(Saved entries)
//! Six-face noise cube: one square height map per cube face, sampled by direction.

use std::sync::OnceLock;

use glam::Vec3;
use planetarium_config::NoiseConfig;
use rand::Rng;
use tracing::{debug, warn};

use crate::debug_viz::{DebugImage, height_to_grey, steepness_to_color};
use crate::decal::HeightmapDecal;
use crate::error::TerrainError;
use crate::noise_gen::NoiseGenerator;

/// Seed offset between consecutive faces.
const FACE_SEED_STEP: u32 = 10;

const DECAL_SCALE_MIN: f32 = 0.1;
const DECAL_SCALE_MAX: f32 = 0.6;

/// One face of the cube, in generation order.
#[derive(Debug, Clone, Copy, PartialEq, Eq, Hash)]
pub enum CubeFace {
    XPos,
    XNeg,
    YPos,
    YNeg,
    ZPos,
    ZNeg,
}

impl CubeFace {
    pub const ALL: [CubeFace; 6] = [
        CubeFace::XPos,
        CubeFace::XNeg,
        CubeFace::YPos,
        CubeFace::YNeg,
        CubeFace::ZPos,
        CubeFace::ZNeg,
    ];

    pub fn index(self) -> usize {
        self as usize
    }

    pub fn name(self) -> &'static str {
        match self {
            CubeFace::XPos => "XPos",
            CubeFace::XNeg => "XNeg",
            CubeFace::YPos => "YPos",
            CubeFace::YNeg => "YNeg",
            CubeFace::ZPos => "ZPos",
            CubeFace::ZNeg => "ZNeg",
        }
    }
}

/// Height maps for the six faces of a cube, each `resolution²` values in `[-1, 1]`
/// before decals are applied.
///
/// A direction is sampled by blending the three faces it points towards,
/// weighted by the absolute value of each component.
#[derive(Debug)]
pub struct NoiseCube {
    resolution: u32,
    faces: [Vec<f32>; 6],
    steepness: OnceLock<[Vec<f32>; 6]>,
}

impl NoiseCube {
    /// Fill all six faces from a fractal generator.
    ///
    /// Face `i` uses seed `seed + 10 * i` and reads the 2D noise plane at
    /// `(i + x / res, y / res)`, so faces never share a noise window.
    pub fn generate(config: &NoiseConfig, seed: u32, resolution: u32) -> Result<Self, TerrainError> {
        if resolution < 2 {
            return Err(TerrainError::InvalidResolution(resolution));
        }

        let faces: [Vec<f32>; 6] = std::thread::scope(|scope| {
            let handles = CubeFace::ALL.map(|face| {
                scope.spawn(move || {
                    let face_seed = seed.wrapping_add(FACE_SEED_STEP * face.index() as u32);
                    let generator = NoiseGenerator::new(config, face_seed);
                    fill_face(&generator, resolution, face.index() as f64)
                })
            });
            handles.map(|handle| match handle.join() {
                Ok(face) => face,
                Err(panic) => std::panic::resume_unwind(panic),
            })
        });

        debug!(seed, resolution, "Generated noise cube");
        Ok(Self::from_faces(resolution, faces))
    }

    fn from_faces(resolution: u32, faces: [Vec<f32>; 6]) -> Self {
        Self {
            resolution,
            faces,
            steepness: OnceLock::new(),
        }
    }

    pub fn resolution(&self) -> u32 {
        self.resolution
    }

    pub fn face(&self, face: CubeFace) -> &[f32] {
        &self.faces[face.index()]
    }

    /// Blend the three faces `normal` points towards.
    pub fn sample(&self, normal: Vec3) -> f32 {
        let x_face = if normal.x > 0.0 { CubeFace::XPos } else { CubeFace::XNeg };
        let y_face = if normal.y > 0.0 { CubeFace::YPos } else { CubeFace::YNeg };
        let z_face = if normal.z > 0.0 { CubeFace::ZPos } else { CubeFace::ZNeg };

        let h_x = self.read(&self.faces[x_face.index()], normal.y, normal.z);
        let h_y = self.read(&self.faces[y_face.index()], normal.x, normal.z);
        let h_z = self.read(&self.faces[z_face.index()], normal.x, normal.y);

        normal.x.abs() * h_x + normal.y.abs() * h_y + normal.z.abs() * h_z
    }

    /// Average steepness around `normal`, roughly in `[0, 1]`. Zero for a zero vector.
    pub fn sample_steepness(&self, normal: Vec3) -> f32 {
        let n = normal.normalize_or_zero();
        if n == Vec3::ZERO {
            return 0.0;
        }
        let steepness = self.steepness_faces();

        let x_face = if n.x > 0.0 { CubeFace::XPos } else { CubeFace::XNeg };
        let y_face = if n.y > 0.0 { CubeFace::YPos } else { CubeFace::YNeg };
        let z_face = if n.z > 0.0 { CubeFace::ZPos } else { CubeFace::ZNeg };

        let s_x = self.read(&steepness[x_face.index()], n.y, n.z);
        let s_y = self.read(&steepness[y_face.index()], n.x, n.z);
        let s_z = self.read(&steepness[z_face.index()], n.x, n.y);

        (n.x.abs() * s_x + n.y.abs() * s_y + n.z.abs() * s_z) / 3.0
    }

    /// Per-face steepness maps, computed on first use.
    pub fn steepness_faces(&self) -> &[Vec<f32>; 6] {
        self.steepness.get_or_init(|| {
            let res = self.resolution as usize;
            self.faces.each_ref().map(|heights| steepness_map(heights, res))
        })
    }

    /// Scatter every decal's placements randomly over the six faces.
    ///
    /// Decals that fail to apply are logged and skipped. Returns the number of
    /// placements made.
    pub fn apply_decals<R: Rng + ?Sized>(&mut self, decals: &[HeightmapDecal], rng: &mut R) -> u32 {
        let mut placed = 0;
        for decal in decals {
            let mut per_face = [0u32; 6];
            for _ in 0..decal.max_frequency() {
                per_face[rng.random_range(0..6)] += 1;
            }

            for face in CubeFace::ALL {
                let count = per_face[face.index()];
                if count == 0 {
                    continue;
                }
                let scale = rng.random_range(DECAL_SCALE_MIN..=DECAL_SCALE_MAX);
                let map = &mut self.faces[face.index()];
                match decal.apply(map, self.resolution, scale, count, true, rng) {
                    Ok(()) => placed += count,
                    Err(e) => warn!(face = face.name(), "Skipping heightmap decal: {e}"),
                }
            }
        }
        self.steepness = OnceLock::new();
        placed
    }

    pub fn face_image(&self, face: CubeFace) -> DebugImage {
        let res = self.resolution;
        let heights = &self.faces[face.index()];
        DebugImage::from_fn(res, res, |x, y| {
            height_to_grey(heights[(y * res + x) as usize])
        })
    }

    pub fn steepness_image(&self, face: CubeFace) -> DebugImage {
        let res = self.resolution;
        let steepness = &self.steepness_faces()[face.index()];
        DebugImage::from_fn(res, res, |x, y| {
            steepness_to_color(steepness[(y * res + x) as usize])
        })
    }

    /// Read the pixel addressed by two direction components in `[-1, 1]`.
    fn read(&self, data: &[f32], u: f32, v: f32) -> f32 {
        let res = self.resolution as usize;
        let x = pixel_index(u, res);
        let y = pixel_index(v, res);
        data[y * res + x]
    }
}

fn pixel_index(component: f32, res: usize) -> usize {
    // Float-to-int casts saturate, so negatives and NaN land on 0.
    (((component + 1.0) * 0.5 * res as f32) as usize).min(res - 1)
}

fn fill_face(generator: &NoiseGenerator, resolution: u32, offset: f64) -> Vec<f32> {
    let res = resolution as usize;
    let step = 1.0 / resolution as f64;
    let mut heights = Vec::with_capacity(res * res);
    for y in 0..res {
        for x in 0..res {
            heights.push(generator.get_2d(offset + x as f64 * step, y as f64 * step));
        }
    }
    heights
}

/// Forward differences. The last row and column stay zero.
fn steepness_map(heights: &[f32], res: usize) -> Vec<f32> {
    let mut out = vec![0.0; res * res];
    for y in 0..res.saturating_sub(1) {
        for x in 0..res - 1 {
            let h = heights[y * res + x];
            let dx = heights[y * res + x + 1] - h;
            let dy = heights[(y + 1) * res + x] - h;
            out[y * res + x] = dx.abs() + dy.abs();
        }
    }
    out
}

EXERCISE OBJECTIVE
Leave out every line above except those from the line with "return 0.0;" up to and including the line with "let y_face = if n.y", and copy those exactly.

REPLY
            return 0.0;
        }
        let steepness = self.steepness_faces();

        let x_face = if n.x > 0.0 { CubeFace::XPos } else { CubeFace::XNeg };
        let y_face = if n.y > 0.0 { CubeFace::YPos } else { CubeFace::YNeg };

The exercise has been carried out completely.